Imaging mass spectrometry (IMS) is a technique of analytical chemistry for spatially resolved, label-free and multipurpose analysis of biological samples that is able to detect the spatial distribution of hundreds of molecules in one experiment. The hyperspectral IMS data is typically generated by a mass spectrometer analyzing the surface of the sample. In this paper, we propose a compressed sensing approach to IMS which potentially allows for faster data acquisition by collecting only a part of the pixels in the hyperspectral image and reconstructing the full image from this data. We present an integrative approach to perform both peak-picking spectra and denoising m/z-images simultaneously, whereas the state of the art data analysis methods solve these problems separately. We provide a proof of the robustness of the recovery of both the spectra and individual channels of the hyperspectral image and propose an algorithm to solve our optimization problem which is based on proximal mappings. The paper concludes with the numerical reconstruction results for an IMS dataset of a rat brain coronal section.

Thank you!
Andreas

Here is the kicker in the conclusion:

Currently there are no mass spectrometers which allow for the acquisition of data in such manner

Yes, you read this right.
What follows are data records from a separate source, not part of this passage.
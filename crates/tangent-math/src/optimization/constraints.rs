//! Box constraints with a linear budget.

use crate::error::{MathError, MathResult};

/// Slack allowed when checking that the bounds can reach the budget.
const FEASIBILITY_SLACK: f64 = 1e-12;

/// Bisection steps for the projection multiplier. Each halves the bracket,
/// so this reaches machine precision for any realistic bound range.
const PROJECTION_BISECTIONS: usize = 200;

/// The set `{ x : lower <= x <= upper, sum(x) == total }`.
///
/// With `lower = 0`, `upper = 1` and `total = 1` this is the probability
/// simplex, i.e. long-only, fully-invested weights.
#[derive(Debug, Clone, PartialEq)]
pub struct BoxSimplex {
    lower: Vec<f64>,
    upper: Vec<f64>,
    total: f64,
}

impl BoxSimplex {
    /// Creates a constraint set, checking that it is non-empty.
    pub fn new(lower: Vec<f64>, upper: Vec<f64>, total: f64) -> MathResult<Self> {
        if lower.len() != upper.len() {
            return Err(MathError::invalid_input(format!(
                "Bound vectors differ in length: {} lower, {} upper",
                lower.len(),
                upper.len()
            )));
        }
        if lower.is_empty() {
            return Err(MathError::insufficient_data(1, 0));
        }
        if !total.is_finite() {
            return Err(MathError::invalid_input("Budget total must be finite"));
        }
        for (i, (lo, hi)) in lower.iter().zip(&upper).enumerate() {
            if !lo.is_finite() || !hi.is_finite() {
                return Err(MathError::invalid_input(format!("Bounds for index {i} must be finite")));
            }
            if lo > hi {
                return Err(MathError::invalid_input(format!(
                    "Lower bound {lo} exceeds upper bound {hi} at index {i}"
                )));
            }
        }

        let lower_sum: f64 = lower.iter().sum();
        let upper_sum: f64 = upper.iter().sum();
        if lower_sum > total + FEASIBILITY_SLACK || upper_sum < total - FEASIBILITY_SLACK {
            return Err(MathError::InfeasibleConstraints {
                lower_sum,
                upper_sum,
                total,
            });
        }

        Ok(Self {
            lower,
            upper,
            total,
        })
    }

    /// Uniform bounds `[lower, upper]` on `n` coordinates summing to one.
    pub fn uniform(n: usize, lower: f64, upper: f64) -> MathResult<Self> {
        Self::new(vec![lower; n], vec![upper; n], 1.0)
    }

    /// Long-only weights: `[0, 1]` bounds summing to one.
    pub fn long_only(n: usize) -> MathResult<Self> {
        Self::uniform(n, 0.0, 1.0)
    }

    /// Number of coordinates.
    #[must_use]
    pub fn dim(&self) -> usize {
        self.lower.len()
    }

    /// Lower bounds.
    #[must_use]
    pub fn lower(&self) -> &[f64] {
        &self.lower
    }

    /// Upper bounds.
    #[must_use]
    pub fn upper(&self) -> &[f64] {
        &self.upper
    }

    /// Required coordinate sum.
    #[must_use]
    pub fn total(&self) -> f64 {
        self.total
    }

    /// Returns true if `x` satisfies the bounds exactly and the budget within `tol`.
    #[must_use]
    pub fn contains(&self, x: &[f64], tol: f64) -> bool {
        x.len() == self.dim()
            && x
                .iter()
                .zip(self.lower.iter().zip(&self.upper))
                .all(|(v, (lo, hi))| v.is_finite() && v >= lo && v <= hi)
            && (x.iter().sum::<f64>() - self.total).abs() <= tol
    }

    /// Clamps each coordinate into its bounds without touching the budget.
    #[must_use]
    pub fn clamp(&self, x: &[f64]) -> Vec<f64> {
        x.iter()
            .zip(self.lower.iter().zip(&self.upper))
            .map(|(v, (lo, hi))| v.clamp(*lo, *hi))
            .collect()
    }

    /// Equal split of the budget, projected if that violates the bounds.
    #[must_use]
    pub fn equal_weight_start(&self) -> Vec<f64> {
        let n = self.dim();
        let equal = vec![self.total / n as f64; n];
        if self.contains(&equal, 1e-12) {
            equal
        } else {
            self.project(&equal)
        }
    }

    /// Euclidean projection onto the set.
    ///
    /// The projection has the form `x_i = clamp(v_i - tau, lower_i, upper_i)`
    /// where `tau` makes the coordinates sum to `total`. The sum is monotone
    /// in `tau`, so `tau` is found by bisection. Non-finite inputs are
    /// treated as zero.
    #[must_use]
    pub fn project(&self, v: &[f64]) -> Vec<f64> {
        let v: Vec<f64> = v
            .iter()
            .map(|x| if x.is_finite() { *x } else { 0.0 })
            .collect();

        let shifted_sum = |tau: f64| -> f64 {
            v.iter()
                .zip(self.lower.iter().zip(&self.upper))
                .map(|(x, (lo, hi))| (x - tau).clamp(*lo, *hi))
                .sum()
        };

        // At tau_lo every coordinate sits at its upper bound, at tau_hi at its lower bound.
        let mut tau_lo = v
            .iter()
            .zip(&self.upper)
            .map(|(x, hi)| x - hi)
            .fold(f64::INFINITY, f64::min);
        let mut tau_hi = v
            .iter()
            .zip(&self.lower)
            .map(|(x, lo)| x - lo)
            .fold(f64::NEG_INFINITY, f64::max);

        for _ in 0..PROJECTION_BISECTIONS {
            let mid = 0.5 * (tau_lo + tau_hi);
            if mid <= tau_lo || mid >= tau_hi {
                break;
            }
            if shifted_sum(mid) > self.total {
                tau_lo = mid;
            } else {
                tau_hi = mid;
            }
        }

        let tau = 0.5 * (tau_lo + tau_hi);
        v.iter()
            .zip(self.lower.iter().zip(&self.upper))
            .map(|(x, (lo, hi))| (x - tau).clamp(*lo, *hi))
            .collect()
    }
}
A math paper describes how hardware makers should do their jobs. You don't see this that often. It continues:

However, considering the recent developments of the single pixel camera [8, 7], one could theoretically implement such a mass spectrometry by splitting the laser into several beams analogously as it is done in the digital micromirror device used in the single pixel camera. Then, instead of analyzing each pixel separately, one could analyze several pixels simultaneously and accumulate a measurement-mean spectrum for such a measurement. Note that modern mass spectrometers indeed use complex optics to achieve non-flat structured laser profile as in Bruker Daltonics smartbeam mass spectrometers [42], although the current optics does not allow to change the profile during an experiment.
We have theoretically proven that both the reconstruction of the spectra and the reconstruction of the m{z-images are robust. Further research might investigate the analysis of how the additional measurements of the gradients in theorem 3.6 could be omitted. Also, the actual bound in (3.23) on the number of measurements to take for robust recovery could be improved. The numerical results presented in this paper suggest that it is too pessimistic.
Wow. I can even imagine better measurement matrices!